I've created the following diagram of a single element index that points to the parallel arrays. Do you think this would help to clarify the documentation? obj loader element index description 2

Lastly, the name vertices is used to denote the Geometric Vertex. Since changing the name of the vertices attribute would be a breaking change, I would like to avoid that as much as possible. I wouldn't mind, however, updating the documentation to denote that it is indeed a geometric vertex attribute instead of an entire element.

abcthomas commented 5 years ago

I think the diagram definitely helps, but I would still add some information about how to use the indices Mesh provides in order to pull the correct data out of the attribute arrays that are also provided. I understand the indices are how OpenGL would index the data and that's useful as the indices can be stored and passed straight through, but it's worth clarifying that the element indices point to the first component in the provided attribute arrays.

I think adding the array indices of the individual attribute arrays of the above diagram would also help. Currently for instance the normal attribute array shows the XYZ components at element index 38, which is true. However if underneath it showed 0, 1, 2 etc that may go some way into clarifying how to index into the attribute arrays.

And I definitely understand not wanting to make a breaking change for that, it might be worth noting in the documentation though, the problem with the .obj standard is it has a strange definition for vertices. Geometric vertices are actually just points in space, with the vertices array what we're actually storing is the position of those vertices. So I think maybe just adding a little line stating they're the array stores vertex positions would be enough.

frenchtoast747 commented 5 years ago

Will do for adding a note on vertices being position.

I will also add the following snippet for correctly indexing the individual components on the JS side:

// there are 3 components for a geometric vertex: X, Y, and Z
const NUM_COMPONENTS_FOR_VERTS = 3;
elementIdx = mesh.indices[SOME_IDX]; // e.g. 38
// in order to get the X component of the vertex component of element "38"
elementVertX = mesh.vertices[(elementIdx * NUM_COMPONENTS_FOR_VERTS) + 0]
// in order to get the Y component of the vertex component of element "38"
elementVertY = mesh.vertices[(elementIdx * NUM_COMPONENTS_FOR_VERTS) + 1]
// in order to get the Z component of the vertex component of element "38"
elementVertZ = mesh.vertices[(elementIdx * NUM_COMPONENTS_FOR_VERTS) + 2]

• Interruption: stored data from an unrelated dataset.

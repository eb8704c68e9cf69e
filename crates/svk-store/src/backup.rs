//! Rotating snapshots of the canonical store.
//!
//! A backup is a byte copy of the store as it was before a save, named
//! `backup_<YYYYmmdd_HHMMSS>_<seq>.csv`. Names sort in creation order: the
//! timestamp orders across seconds and the three-digit sequence orders saves
//! within the same second. Legacy `backup_<YYYYmmdd_HHMMSS>.csv` files sort
//! before any sequenced file of the same second.

use std::fs;
use std::path::{Path, PathBuf};

use anyhow::{bail, Context, Result};
use chrono::{DateTime, TimeZone};
use tracing::info;

pub const BACKUP_PREFIX: &str = "backup_";
pub const BACKUP_EXT: &str = ".csv";

const MAX_SEQ_PER_SECOND: u32 = 1000;

fn is_backup_name(name: &str) -> bool {
    name.starts_with(BACKUP_PREFIX) && name.ends_with(BACKUP_EXT)
}

/// Backups in `dir`, oldest first. A missing directory has none.
pub fn list_backups(dir: &Path) -> Result<Vec<PathBuf>> {
    if !dir.exists() {
        return Ok(Vec::new());
    }
    let mut names: Vec<String> = Vec::new();
    for entry in fs::read_dir(dir).with_context(|| format!("list backups: {}", dir.display()))? {
        let entry = entry.with_context(|| format!("list backups: {}", dir.display()))?;
        if !entry.file_type().map(|t| t.is_file()).unwrap_or(false) {
            continue;
        }
        if let Some(name) = entry.file_name().to_str() {
            if is_backup_name(name) {
                names.push(name.to_string());
            }
        }
    }
    names.sort();
    Ok(names.into_iter().map(|n| dir.join(n)).collect())
}

/// Copy `source` into `dir` as a new backup stamped with `now`.
pub fn create_backup<Tz: TimeZone>(dir: &Path, source: &Path, now: &DateTime<Tz>) -> Result<PathBuf>
where
    Tz::Offset: std::fmt::Display,
{
    fs::create_dir_all(dir).with_context(|| format!("create backup dir: {}", dir.display()))?;

    let stamp = now.format("%Y%m%d_%H%M%S").to_string();
    let Some(target) = (0..MAX_SEQ_PER_SECOND)
        .map(|seq| dir.join(format!("{BACKUP_PREFIX}{stamp}_{seq:03}{BACKUP_EXT}")))
        .find(|p| !p.exists())
    else {
        bail!("more than {MAX_SEQ_PER_SECOND} backups stamped {stamp} in {}", dir.display());
    };

    fs::copy(source, &target).with_context(|| {
        format!("copy {} -> {}", source.display(), target.display())
    })?;
    info!(backup = %target.display(), "store/backup_created");
    Ok(target)
}

/// Delete all but the `keep` newest backups. Returns the removed paths,
/// oldest first. Running it again with the same `keep` removes nothing.
pub fn prune_backups(dir: &Path, keep: usize) -> Result<Vec<PathBuf>> {
    let backups = list_backups(dir)?;
    let excess = backups.len().saturating_sub(keep);
    let mut removed = Vec::with_capacity(excess);
    for old in backups.into_iter().take(excess) {
        fs::remove_file(&old).with_context(|| format!("remove backup: {}", old.display()))?;
        removed.push(old);
    }
    if !removed.is_empty() {
        info!(removed = removed.len(), kept = keep, "store/backups_pruned");
    }
    Ok(removed)
}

which is doing roughly what the shader compiler does for you when you say vert.x, vert.y, vert.z.

And likewise, to iterate over the each vertex

for (let i = 0; i < mesh.vertices.length; i += 3) {
    const x = mesh.vertices[i];
    const y = mesh.vertices[i+ 1];
    const z = mesh.vertices[i + 2];
}
abcthomas commented 5 years ago

Sounds good 👍

frenchtoast747 commented 5 years ago

Hi @abcthomas, I have updated the README based on the points from the discussion here. Could you have a quick look at it and let me know what you think?

I used the same diagram but included an additional description underneath it that should hopefully describe the boxes and why X, Y, and Z are labeled with the 38th index.